- _What to do_
Beneath this line are the data; copy exactly the part of them that opens with the line containing "concurrency limit takes" and closes with the line containing "pub fn describe(&self, extension: &str)", and only that part.

Records from a collection
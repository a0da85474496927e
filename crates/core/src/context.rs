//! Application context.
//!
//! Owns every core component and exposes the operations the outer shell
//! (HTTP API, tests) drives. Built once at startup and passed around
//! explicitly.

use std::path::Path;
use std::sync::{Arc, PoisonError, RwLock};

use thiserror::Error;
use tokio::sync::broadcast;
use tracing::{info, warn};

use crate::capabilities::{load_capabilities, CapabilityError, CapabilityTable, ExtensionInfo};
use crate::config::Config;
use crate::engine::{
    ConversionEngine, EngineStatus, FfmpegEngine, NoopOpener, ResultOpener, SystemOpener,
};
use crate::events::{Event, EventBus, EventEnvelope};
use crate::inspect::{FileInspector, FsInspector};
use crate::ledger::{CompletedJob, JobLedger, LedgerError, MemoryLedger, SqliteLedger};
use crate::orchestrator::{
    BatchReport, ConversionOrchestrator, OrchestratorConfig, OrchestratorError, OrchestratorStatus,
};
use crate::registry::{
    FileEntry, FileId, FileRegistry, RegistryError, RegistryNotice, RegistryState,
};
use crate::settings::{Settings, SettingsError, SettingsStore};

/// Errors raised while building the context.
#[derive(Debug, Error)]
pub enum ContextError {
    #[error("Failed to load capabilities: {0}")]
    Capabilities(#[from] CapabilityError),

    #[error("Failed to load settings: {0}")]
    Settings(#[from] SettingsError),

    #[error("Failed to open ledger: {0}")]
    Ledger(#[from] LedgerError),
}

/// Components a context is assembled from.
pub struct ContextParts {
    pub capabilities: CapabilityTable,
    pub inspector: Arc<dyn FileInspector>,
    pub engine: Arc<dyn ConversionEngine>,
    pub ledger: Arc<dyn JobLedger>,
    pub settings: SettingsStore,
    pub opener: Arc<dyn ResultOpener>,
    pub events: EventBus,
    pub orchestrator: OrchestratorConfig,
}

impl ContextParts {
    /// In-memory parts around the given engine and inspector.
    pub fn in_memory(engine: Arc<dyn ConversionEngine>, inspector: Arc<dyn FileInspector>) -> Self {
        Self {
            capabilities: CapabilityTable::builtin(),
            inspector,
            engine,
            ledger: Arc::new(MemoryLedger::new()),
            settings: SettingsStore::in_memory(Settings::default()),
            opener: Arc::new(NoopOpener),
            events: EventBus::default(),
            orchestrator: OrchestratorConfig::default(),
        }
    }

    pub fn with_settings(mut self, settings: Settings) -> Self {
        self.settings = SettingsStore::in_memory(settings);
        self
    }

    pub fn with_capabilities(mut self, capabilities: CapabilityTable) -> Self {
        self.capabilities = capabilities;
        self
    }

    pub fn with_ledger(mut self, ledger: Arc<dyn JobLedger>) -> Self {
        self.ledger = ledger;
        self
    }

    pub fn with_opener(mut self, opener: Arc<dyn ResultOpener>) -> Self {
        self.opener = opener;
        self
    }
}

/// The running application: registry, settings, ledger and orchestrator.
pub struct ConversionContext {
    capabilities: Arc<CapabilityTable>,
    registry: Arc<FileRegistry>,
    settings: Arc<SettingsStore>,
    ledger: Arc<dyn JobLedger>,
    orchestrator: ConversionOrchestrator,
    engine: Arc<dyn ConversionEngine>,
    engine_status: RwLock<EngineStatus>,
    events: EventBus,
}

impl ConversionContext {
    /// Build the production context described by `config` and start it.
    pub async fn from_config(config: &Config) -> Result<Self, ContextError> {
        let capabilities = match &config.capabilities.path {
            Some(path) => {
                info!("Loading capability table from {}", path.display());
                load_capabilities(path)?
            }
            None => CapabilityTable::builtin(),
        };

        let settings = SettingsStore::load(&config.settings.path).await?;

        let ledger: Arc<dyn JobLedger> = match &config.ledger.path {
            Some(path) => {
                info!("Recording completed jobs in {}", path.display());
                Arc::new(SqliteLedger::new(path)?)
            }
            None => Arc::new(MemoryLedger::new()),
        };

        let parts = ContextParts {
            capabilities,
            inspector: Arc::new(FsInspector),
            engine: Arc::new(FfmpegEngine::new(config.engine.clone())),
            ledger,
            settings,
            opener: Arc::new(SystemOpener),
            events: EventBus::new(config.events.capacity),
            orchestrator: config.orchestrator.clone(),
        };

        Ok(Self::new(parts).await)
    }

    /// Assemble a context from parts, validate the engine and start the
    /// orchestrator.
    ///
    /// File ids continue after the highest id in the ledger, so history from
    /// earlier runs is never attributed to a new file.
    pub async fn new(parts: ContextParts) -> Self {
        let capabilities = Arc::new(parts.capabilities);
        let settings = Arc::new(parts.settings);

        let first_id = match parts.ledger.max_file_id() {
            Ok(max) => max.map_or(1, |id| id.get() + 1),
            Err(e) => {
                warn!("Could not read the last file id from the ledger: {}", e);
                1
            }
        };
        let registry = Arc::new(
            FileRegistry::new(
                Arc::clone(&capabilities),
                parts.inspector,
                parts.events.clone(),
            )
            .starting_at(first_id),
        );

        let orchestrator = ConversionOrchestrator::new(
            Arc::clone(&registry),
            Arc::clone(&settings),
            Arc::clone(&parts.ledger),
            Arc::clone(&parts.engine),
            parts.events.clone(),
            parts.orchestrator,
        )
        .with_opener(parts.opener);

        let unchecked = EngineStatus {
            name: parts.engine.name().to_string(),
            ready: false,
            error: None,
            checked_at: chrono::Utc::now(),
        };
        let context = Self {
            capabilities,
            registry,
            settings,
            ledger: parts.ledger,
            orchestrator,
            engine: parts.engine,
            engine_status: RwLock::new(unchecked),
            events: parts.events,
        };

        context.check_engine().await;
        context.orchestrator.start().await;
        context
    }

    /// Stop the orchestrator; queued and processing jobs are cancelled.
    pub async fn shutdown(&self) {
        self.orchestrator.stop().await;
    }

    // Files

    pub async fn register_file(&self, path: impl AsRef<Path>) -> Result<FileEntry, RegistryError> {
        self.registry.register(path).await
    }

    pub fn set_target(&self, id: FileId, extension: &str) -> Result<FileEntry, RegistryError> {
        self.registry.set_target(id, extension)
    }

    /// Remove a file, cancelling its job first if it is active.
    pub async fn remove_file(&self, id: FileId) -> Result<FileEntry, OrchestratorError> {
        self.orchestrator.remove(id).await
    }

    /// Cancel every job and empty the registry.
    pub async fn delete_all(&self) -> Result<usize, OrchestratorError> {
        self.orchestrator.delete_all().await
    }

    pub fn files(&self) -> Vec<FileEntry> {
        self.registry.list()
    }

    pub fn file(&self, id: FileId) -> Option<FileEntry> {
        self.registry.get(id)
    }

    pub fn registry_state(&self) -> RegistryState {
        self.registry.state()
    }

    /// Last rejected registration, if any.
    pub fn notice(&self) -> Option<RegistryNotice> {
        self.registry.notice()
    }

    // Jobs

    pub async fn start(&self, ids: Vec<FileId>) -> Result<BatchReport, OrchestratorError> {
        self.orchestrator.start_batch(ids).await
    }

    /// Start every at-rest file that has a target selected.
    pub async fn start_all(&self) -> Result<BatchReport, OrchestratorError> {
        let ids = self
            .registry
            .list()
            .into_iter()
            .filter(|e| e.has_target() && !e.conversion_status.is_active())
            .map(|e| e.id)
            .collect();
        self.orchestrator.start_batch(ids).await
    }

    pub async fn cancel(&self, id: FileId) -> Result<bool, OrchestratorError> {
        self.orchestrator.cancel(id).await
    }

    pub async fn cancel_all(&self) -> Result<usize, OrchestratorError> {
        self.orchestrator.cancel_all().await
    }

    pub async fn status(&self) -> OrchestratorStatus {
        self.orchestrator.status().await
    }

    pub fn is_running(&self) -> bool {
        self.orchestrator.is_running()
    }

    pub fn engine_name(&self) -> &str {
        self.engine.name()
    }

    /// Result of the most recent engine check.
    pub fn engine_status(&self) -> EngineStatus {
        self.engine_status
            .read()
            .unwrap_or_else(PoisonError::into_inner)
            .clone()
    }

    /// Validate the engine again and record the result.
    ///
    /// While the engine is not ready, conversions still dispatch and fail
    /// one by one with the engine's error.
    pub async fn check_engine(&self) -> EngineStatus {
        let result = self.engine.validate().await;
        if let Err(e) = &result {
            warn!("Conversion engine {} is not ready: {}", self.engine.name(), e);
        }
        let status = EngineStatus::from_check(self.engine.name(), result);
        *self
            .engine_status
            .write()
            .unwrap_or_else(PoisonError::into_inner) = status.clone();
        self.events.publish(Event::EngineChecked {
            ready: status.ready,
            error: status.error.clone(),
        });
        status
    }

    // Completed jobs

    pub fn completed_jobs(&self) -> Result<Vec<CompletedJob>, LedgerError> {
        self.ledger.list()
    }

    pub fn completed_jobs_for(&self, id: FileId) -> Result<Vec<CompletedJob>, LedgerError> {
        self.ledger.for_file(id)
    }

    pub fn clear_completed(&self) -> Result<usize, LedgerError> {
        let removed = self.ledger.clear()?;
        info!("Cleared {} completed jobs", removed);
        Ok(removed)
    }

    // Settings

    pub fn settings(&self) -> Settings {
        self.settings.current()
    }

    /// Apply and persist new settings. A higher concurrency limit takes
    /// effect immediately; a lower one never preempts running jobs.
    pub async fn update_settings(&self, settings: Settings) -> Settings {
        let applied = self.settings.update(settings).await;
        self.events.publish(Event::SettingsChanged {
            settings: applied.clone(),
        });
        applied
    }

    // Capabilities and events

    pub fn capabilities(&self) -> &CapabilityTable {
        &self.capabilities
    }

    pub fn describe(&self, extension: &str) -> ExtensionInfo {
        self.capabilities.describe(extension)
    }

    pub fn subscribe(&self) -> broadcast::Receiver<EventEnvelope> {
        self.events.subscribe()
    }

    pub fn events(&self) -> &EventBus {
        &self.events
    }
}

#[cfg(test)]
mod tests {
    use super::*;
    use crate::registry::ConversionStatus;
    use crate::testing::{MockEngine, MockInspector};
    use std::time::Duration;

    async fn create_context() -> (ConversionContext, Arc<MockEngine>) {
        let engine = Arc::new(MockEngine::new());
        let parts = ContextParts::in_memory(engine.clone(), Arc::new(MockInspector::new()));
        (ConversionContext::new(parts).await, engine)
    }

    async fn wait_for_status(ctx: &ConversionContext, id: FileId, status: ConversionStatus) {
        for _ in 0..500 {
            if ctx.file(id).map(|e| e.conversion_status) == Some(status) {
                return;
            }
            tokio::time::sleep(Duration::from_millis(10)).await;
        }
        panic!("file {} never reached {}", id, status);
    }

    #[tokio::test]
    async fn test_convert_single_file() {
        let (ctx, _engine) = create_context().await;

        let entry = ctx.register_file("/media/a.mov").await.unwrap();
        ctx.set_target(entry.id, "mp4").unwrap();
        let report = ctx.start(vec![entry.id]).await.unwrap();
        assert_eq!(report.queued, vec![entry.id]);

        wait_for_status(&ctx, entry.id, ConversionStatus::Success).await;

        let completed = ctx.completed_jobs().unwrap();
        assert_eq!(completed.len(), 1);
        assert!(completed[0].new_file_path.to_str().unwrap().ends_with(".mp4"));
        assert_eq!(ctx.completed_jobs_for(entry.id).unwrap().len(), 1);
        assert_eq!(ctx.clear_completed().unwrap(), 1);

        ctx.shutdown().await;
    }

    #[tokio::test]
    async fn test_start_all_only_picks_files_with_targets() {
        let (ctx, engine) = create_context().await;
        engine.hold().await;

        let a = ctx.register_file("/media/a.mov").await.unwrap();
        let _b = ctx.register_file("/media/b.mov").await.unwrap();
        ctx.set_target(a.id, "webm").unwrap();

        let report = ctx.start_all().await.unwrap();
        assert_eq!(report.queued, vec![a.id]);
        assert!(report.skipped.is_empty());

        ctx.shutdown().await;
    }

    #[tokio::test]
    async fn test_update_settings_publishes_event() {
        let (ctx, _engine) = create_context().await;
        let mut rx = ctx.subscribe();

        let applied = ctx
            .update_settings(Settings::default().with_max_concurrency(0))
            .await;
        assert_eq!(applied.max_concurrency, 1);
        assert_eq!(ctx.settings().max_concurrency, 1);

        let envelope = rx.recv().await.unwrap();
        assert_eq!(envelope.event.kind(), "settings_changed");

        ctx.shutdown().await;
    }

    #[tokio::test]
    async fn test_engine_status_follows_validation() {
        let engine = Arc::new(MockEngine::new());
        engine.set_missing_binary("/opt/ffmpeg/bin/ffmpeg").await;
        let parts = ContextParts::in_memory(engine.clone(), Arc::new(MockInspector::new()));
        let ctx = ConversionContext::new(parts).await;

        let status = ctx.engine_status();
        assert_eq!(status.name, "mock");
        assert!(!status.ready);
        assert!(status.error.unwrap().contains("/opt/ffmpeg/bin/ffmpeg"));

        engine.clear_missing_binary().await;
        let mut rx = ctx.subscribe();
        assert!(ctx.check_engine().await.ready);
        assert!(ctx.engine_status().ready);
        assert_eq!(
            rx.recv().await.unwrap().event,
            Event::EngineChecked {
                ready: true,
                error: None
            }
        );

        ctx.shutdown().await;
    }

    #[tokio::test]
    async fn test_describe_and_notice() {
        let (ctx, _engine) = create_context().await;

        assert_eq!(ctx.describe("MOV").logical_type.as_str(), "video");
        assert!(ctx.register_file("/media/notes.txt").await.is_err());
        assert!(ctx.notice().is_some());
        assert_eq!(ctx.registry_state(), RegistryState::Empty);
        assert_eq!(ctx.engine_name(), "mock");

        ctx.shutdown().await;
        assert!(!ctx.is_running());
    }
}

- _Reply_
    /// Apply and persist new settings. A higher concurrency limit takes
    /// effect immediately; a lower one never preempts running jobs.
    pub async fn update_settings(&self, settings: Settings) -> Settings {
        let applied = self.settings.update(settings).await;
        self.events.publish(Event::SettingsChanged {
            settings: applied.clone(),
        });
        applied
    }

    // Capabilities and events

    pub fn capabilities(&self) -> &CapabilityTable {
        &self.capabilities
    }

    pub fn describe(&self, extension: &str) -> ExtensionInfo {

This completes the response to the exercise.